An automatic scaling tool of some kind kicked in to scale one of the internal services – one that runs on the main AWS network – and it went wrong, triggering "a large surge of connection activity."

Basically, it swamped the internal network, and this slowed the internal DNS into uselessness along with Amazon's internal monitoring tools. The poor operators were forced into relying on log files to trace the problem. This sounds appallingly twentieth-century for the harried sysadmins, which at least puts them a couple of centuries ahead of Amazon's warehouse workers.
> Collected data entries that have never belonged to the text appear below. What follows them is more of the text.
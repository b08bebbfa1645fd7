// src/error.rs

use thiserror::Error;

/// Core error types for Sideloader
#[derive(Error, Debug)]
pub enum Error {
    /// Source data is missing, unreadable or corrupt
    #[error("Failed to resolve input: {0}")]
    InputResolution(String),

    /// Container could not be recognised as any supported format
    #[error("Unrecognized container '{path}': {reason}")]
    Classification { path: String, reason: String },

    /// No split in the container is compatible with this device
    #[error("No compatible split for {package}: {reason}")]
    SplitResolution { package: String, reason: String },

    /// The selected backend lacks the privilege the operation needs
    #[error("Authorizer '{authorizer}' cannot {operation}")]
    CapabilityDenied {
        authorizer: String,
        operation: String,
    },

    /// The privileged link was severed; retryable after reconnect
    #[error("Privileged channel '{0}' is dead")]
    ChannelDead(String),

    /// The backend failed for a reason other than link severance
    #[error("Privileged channel '{channel}' failed: {reason}")]
    ChannelFailure { channel: String, reason: String },

    /// The backend refused an install or uninstall
    #[error("Backend rejected operation (code {code}): {reason}")]
    CommitRejected { code: i32, reason: String },

    /// Candidate and installed package are signed by different identities
    #[error("Signature of {package} does not match the installed package")]
    SignatureMismatch { package: String },

    /// Config cascade did not terminate in concrete values
    #[error("Config resolution failed: {0}")]
    ConfigResolution(String),

    /// Operation not valid in the current state
    #[error("Invalid state: {0}")]
    InvalidState(String),

    /// Operation was cancelled by closing the session
    #[error("Operation cancelled")]
    Cancelled,

    /// Network download failed
    #[error("Download error: {0}")]
    Download(String),

    /// Database file does not exist
    #[error("Database not found at path: {0}")]
    DatabaseNotFound(String),

    /// Database-related errors
    #[error("Database error: {0}")]
    Database(#[from] rusqlite::Error),

    /// I/O errors
    #[error("I/O error: {0}")]
    Io(#[from] std::io::Error),

    /// Archive errors
    #[error("Archive error: {0}")]
    Zip(#[from] zip::result::ZipError),

    /// JSON errors
    #[error("JSON error: {0}")]
    Json(#[from] serde_json::Error),
}

impl Error {
    /// Whether a single reconnect-and-retry is allowed for this error
    pub fn is_retryable(&self) -> bool {
        matches!(self, Error::ChannelDead(_))
    }

    /// Whether this error aborts the whole session rather than one member
    pub fn is_session_fatal(&self) -> bool {
        matches!(
            self,
            Error::Classification { .. } | Error::ConfigResolution(_)
        )
    }

    /// Human-readable reason for a terminal failure
    ///
    /// Actionable conditions get an explanation; backend rejections keep
    /// their raw reason code for diagnostics.
    pub fn user_message(&self) -> String {
        match self {
            Error::CapabilityDenied { authorizer, .. } => format!(
                "Insufficient privilege: the '{}' authorizer cannot perform this operation",
                authorizer
            ),
            Error::SignatureMismatch { package } => format!(
                "Signature mismatch: {} is signed differently from the installed app",
                package
            ),
            Error::SplitResolution { package, reason } => {
                format!("Unsupported device for {}: {}", package, reason)
            }
            Error::ChannelDead(channel) => {
                format!("Lost connection to the '{}' service", channel)
            }
            Error::CommitRejected { code, reason } => format!("{} ({})", reason, code),
            other => other.to_string(),
        }
    }
}

/// Result type alias using Sideloader's Error type
pub type Result<T> = std::result::Result<T, Error>;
Although the report refrains from entirely blaming DNS, it seems that moving the internal DNS to another network, which took about two hours, gave the admins enough breathing room to work out what was wrong. It also points out that it was only the AWS internal management network that was overloaded into uselessness, not AWS itself.

Because internal DNS is foundational for all services and this traffic was believed to be contributing to the congestion, the teams focused on moving the internal DNS traffic away from the congested network paths. At 9:28 AM PST [on 7 December 2021], the team completed this work and DNS resolution errors fully recovered.
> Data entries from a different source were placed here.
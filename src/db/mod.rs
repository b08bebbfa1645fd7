// src/db/mod.rs

//! Database layer for Sideloader
//!
//! Stored install profiles, package bindings and global preferences live
//! in one SQLite file. This module handles:
//! - Database initialization and schema migration
//! - Connection management
//! - Transaction handling
//!
//! [`SqliteStore`] exposes the tables through the repository traits the
//! config resolver reads.

pub mod models;
pub mod paths;
pub mod schema;
mod store;

pub use store::SqliteStore;

use crate::error::{Error, Result};
use rusqlite::{Connection, Transaction};
use std::path::Path;
use tracing::{debug, info};

const OPEN_PRAGMAS: &str = "
    PRAGMA foreign_keys = ON;
    PRAGMA busy_timeout = 5000;
";

/// Initialize a Sideloader database at the specified path
///
/// Creates the file and its parent directories, then brings the schema up
/// to date. Calling it on an existing database is safe.
pub fn init(db_path: &str) -> Result<()> {
    debug!("Initializing database at: {}", db_path);

    if let Some(parent) = Path::new(db_path).parent() {
        std::fs::create_dir_all(parent)?;
    }

    let conn = Connection::open(db_path)?;
    conn.execute_batch(
        "
        PRAGMA journal_mode = WAL;
        PRAGMA synchronous = NORMAL;
        PRAGMA foreign_keys = ON;
        PRAGMA busy_timeout = 5000;
        ",
    )?;
    schema::migrate(&conn)?;

    info!("Database initialized successfully");
    Ok(())
}

/// Open an existing Sideloader database
pub fn open(db_path: &str) -> Result<Connection> {
    if !Path::new(db_path).exists() {
        return Err(Error::DatabaseNotFound(db_path.to_string()));
    }

    let conn = Connection::open(db_path)?;
    conn.execute_batch(OPEN_PRAGMAS)?;
    schema::migrate(&conn)?;
    Ok(conn)
}

/// Fresh in-memory database with the current schema
pub fn open_in_memory() -> Result<Connection> {
    let conn = Connection::open_in_memory()?;
    conn.execute_batch(OPEN_PRAGMAS)?;
    schema::migrate(&conn)?;
    Ok(conn)
}

/// Run `f` inside a transaction, committing only if it succeeds
pub fn transaction<T, F>(conn: &mut Connection, f: F) -> Result<T>
where
    F: FnOnce(&Transaction) -> Result<T>,
{
    let tx = conn.transaction()?;
    let value = f(&tx)?;
    tx.commit()?;
    Ok(value)
}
As we noted last week, us-east-1 is the first and oldest of AWS' 21 regions, and a side-effect of that is that it's where the AWS global console landing page is hosted. As one Reg reader noted: "The AWS console is having problems… That's a major flaw IMHO, where if us-east-1 goes down then the console landing page disappears."

It is richly ironic that a service that allows its customers to spread their workloads around the world doesn't do the same with some of its own core services. It noted in the outage report: "We have also deployed additional network configuration that protects potentially impacted networking devices even in the face of a similar congestion event. These remediations give us confidence that we will not see a recurrence of this issue."

The issue also took down the mega-corp's own Service Health Dashboard, Support Contact Center, and impaired the Amazon Connect service that it runs for customers.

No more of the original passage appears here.